Only a few studies have reported the number of days between the onset of neurological symptoms and hospital admission [36], however, to our knowledge, none have investigated their association with neurological symptom severity. Our most prominent finding, therefore, was that the time between the onset of symptoms and hospital admission influenced the severity of the neurological status in WNV-infected patients and shorter time intervals served as a protective factor. The longer the interval, the greater patients’ chances were for having severe neurological status after hospital admission.

Our findings regarding the above-described risk factors have several implications. Since elapsed time between neurological symptom onset and hospital admission affects symptom severity, it would be vital that patients with neurological symptoms present at their health care provider in time. Clinicians vat emergency departments are often the first to meet patients with a suspicion of WNV-infection. Thus, they need to be prepared to make timely care-related decisions when their patients present with various neurological symptoms, which often cause differential diagnostic difficulties due to the varied manifestations of WNV infection [5]. As reported previously, WNV infection can be an occupational hazard, affecting the younger, active population [37, 38], and a recent investigation found that younger patients were more at risk of developing critical WNND since age below 60 years predicted ICU admission [7]. In our study, two-thirds of the patients were below 65 years, indicating that the young, active population, particularly with comorbidities, was also a high-risk population. Thus, epidemiologic preventive measures, such as the prevention of mosquito bites and public education about the symptoms of WNV infections, among the general population appears important [7, 39].

Assessment of risks and the use of evaluation scales help clinicians make timely decisions regarding diagnostic and therapeutic interventions, especially in emergency settings where optimal allocation of resources is vital. The modified Rankin scale has been used for the assessment of functional assessment after stroke and meningitis [40] and also in WNND patients in a previous study [7], therefore we considered it convenient for assessing neurological status severity in our sample of patients.

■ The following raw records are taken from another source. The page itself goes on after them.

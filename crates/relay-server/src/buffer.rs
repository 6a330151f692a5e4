//! Per-session bounded FIFO for messages that could not be delivered.

use std::collections::VecDeque;
use std::sync::Arc;

use chrono::{DateTime, Utc};
use relay_core::SessionId;

/// A serialized message waiting for its session to reconnect.
#[derive(Clone, Debug, PartialEq, Eq)]
pub struct BufferedMessage {
    /// Owning session.
    pub session_id: SessionId,
    /// Serialized JSON frame.
    pub payload: Arc<String>,
    /// When the message was buffered.
    pub enqueued_at: DateTime<Utc>,
}

impl BufferedMessage {
    /// Stamp a payload with the current time.
    pub fn new(session_id: SessionId, payload: Arc<String>) -> Self {
        Self {
            session_id,
            payload,
            enqueued_at: Utc::now(),
        }
    }
}

/// Bounded FIFO. Pushing into a full buffer evicts the oldest entry.
#[derive(Debug)]
pub struct MessageBuffer {
    capacity: usize,
    entries: VecDeque<BufferedMessage>,
}

impl MessageBuffer {
    /// Create an empty buffer. A capacity of zero is raised to one.
    pub fn new(capacity: usize) -> Self {
        Self {
            capacity: capacity.max(1),
            entries: VecDeque::new(),
        }
    }

    /// Append a message, returning the entry evicted to make room.
    pub fn push(&mut self, message: BufferedMessage) -> Option<BufferedMessage> {
        let evicted = if self.entries.len() >= self.capacity {
            self.entries.pop_front()
        } else {
            None
        };
        self.entries.push_back(message);
        evicted
    }

    /// Remove and return every entry in enqueue order.
    pub fn take_all(&mut self) -> VecDeque<BufferedMessage> {
        std::mem::take(&mut self.entries)
    }

    /// Put undelivered entries back ahead of anything buffered since.
    ///
    /// Entries beyond capacity are dropped from the old end; the number
    /// dropped is returned.
    pub fn restore_front(&mut self, mut undelivered: VecDeque<BufferedMessage>) -> usize {
        undelivered.append(&mut self.entries);
        let overflow = undelivered.len().saturating_sub(self.capacity);
        drop(undelivered.drain(..overflow));
        self.entries = undelivered;
        overflow
    }

    /// Number of buffered messages.
    pub fn len(&self) -> usize {
        self.entries.len()
    }

    /// Whether nothing is buffered.
    pub fn is_empty(&self) -> bool {
        self.entries.is_empty()
    }

    /// Maximum number of entries.
    pub fn capacity(&self) -> usize {
        self.capacity
    }

    /// Iterate in enqueue order.
    pub fn iter(&self) -> impl Iterator<Item = &BufferedMessage> {
        self.entries.iter()
    }
}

In comparison to the mRS, our scoring system, the WNV-N Index, took into account neurological symptoms typical for WNV neuroinvasive disease. Throughout the investigation, the two scores moved parallel with each other. Based on our observations, the use of assessment tools should be considered for patients presenting with neurological symptoms indicating neuroinvasive disease. However, further investigations are warranted for the development of the optimal WNV neurological assessment tool.

Limitations

There are limitations to our study. Our investigation was conducted on a small group of patients. It was done retrospectively, and the neurological assessment was not sufficiently detailed regarding neuropsychological deficits. Also, the use of the mRS and WNV-N index in WNV-infected patients has not been validated.

Conclusions

Our study was conducted on a sample of WNV-infected Hungarian patients with neurological symptoms, in a country among a few in Europe, where the incidence and prevalence of WNV infections has significantly increased over the past years.

Age, comorbidities, and complications during hospital stay significantly and independently increased the risks for severe neurological status in patients, during their hospital stay or short-term follow-up. We also identified a novel risk factor, longer time between onset of neurological symptoms and hospital admission, for the occurrence of severe neurological symptoms in patients.

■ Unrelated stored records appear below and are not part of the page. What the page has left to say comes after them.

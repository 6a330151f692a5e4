//! Why a relay settings file was refused.

use std::path::PathBuf;

use thiserror::Error;

/// Settings could not be turned into a usable [`RelaySettings`](crate::RelaySettings).
#[derive(Debug, Error)]
pub enum SettingsError {
    /// The file exists but could not be read.
    #[error("cannot read {}: {source}", path.display())]
    Unreadable {
        /// File that was opened.
        path: PathBuf,
        /// Underlying I/O failure.
        source: std::io::Error,
    },
    /// The file is not JSON, or a key has the wrong type.
    #[error("malformed relay settings: {0}")]
    Malformed(#[from] serde_json::Error),
    /// A single value is outside what the relay can run with.
    #[error("{field} {reason}")]
    OutOfRange {
        /// camelCase path of the offending key, e.g. `server.bufferCapacity`.
        field: &'static str,
        /// What the value must satisfy.
        reason: &'static str,
    },
    /// The client reconnect floor sits above its ceiling.
    #[error("client.initialReconnectDelayMs ({initial_ms}) exceeds client.maxReconnectDelayMs ({max_ms})")]
    ReconnectDelayInverted {
        /// Configured first delay.
        initial_ms: u64,
        /// Configured cap.
        max_ms: u64,
    },
}

impl SettingsError {
    pub(crate) fn at_least_one(field: &'static str) -> Self {
        Self::OutOfRange {
            field,
            reason: "must be at least 1",
        }
    }
}

/// Result type for settings operations.
pub type Result<T> = std::result::Result<T, SettingsError>;

#[cfg(test)]
mod tests {
    use super::*;

    #[test]
    fn out_of_range_names_the_key() {
        let err = SettingsError::at_least_one("server.bufferCapacity");
        assert_eq!(err.to_string(), "server.bufferCapacity must be at least 1");
    }

    #[test]
    fn inverted_delays_report_both_values() {
        let err = SettingsError::ReconnectDelayInverted {
            initial_ms: 5000,
            max_ms: 1000,
        };
        let text = err.to_string();
        assert!(text.contains("(5000)"));
        assert!(text.contains("(1000)"));
    }

    #[test]
    fn unreadable_includes_path() {
        let err = SettingsError::Unreadable {
            path: PathBuf::from("/etc/relay/settings.json"),
            source: std::io::Error::new(std::io::ErrorKind::PermissionDenied, "denied"),
        };
        assert!(err.to_string().starts_with("cannot read /etc/relay/settings.json"));
    }
}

Our findings imply that awareness regarding WNV infections and related neurological symptoms should be raised among the general population in WNV-affected areas. Clinicians need to be aware of their patients’ risk factors when the suspicion of a WNV-infection arises. Furthermore, the development of an optimal tool for assessing neurological status in WNV infection could be an important step for improving outcome for WNND patients.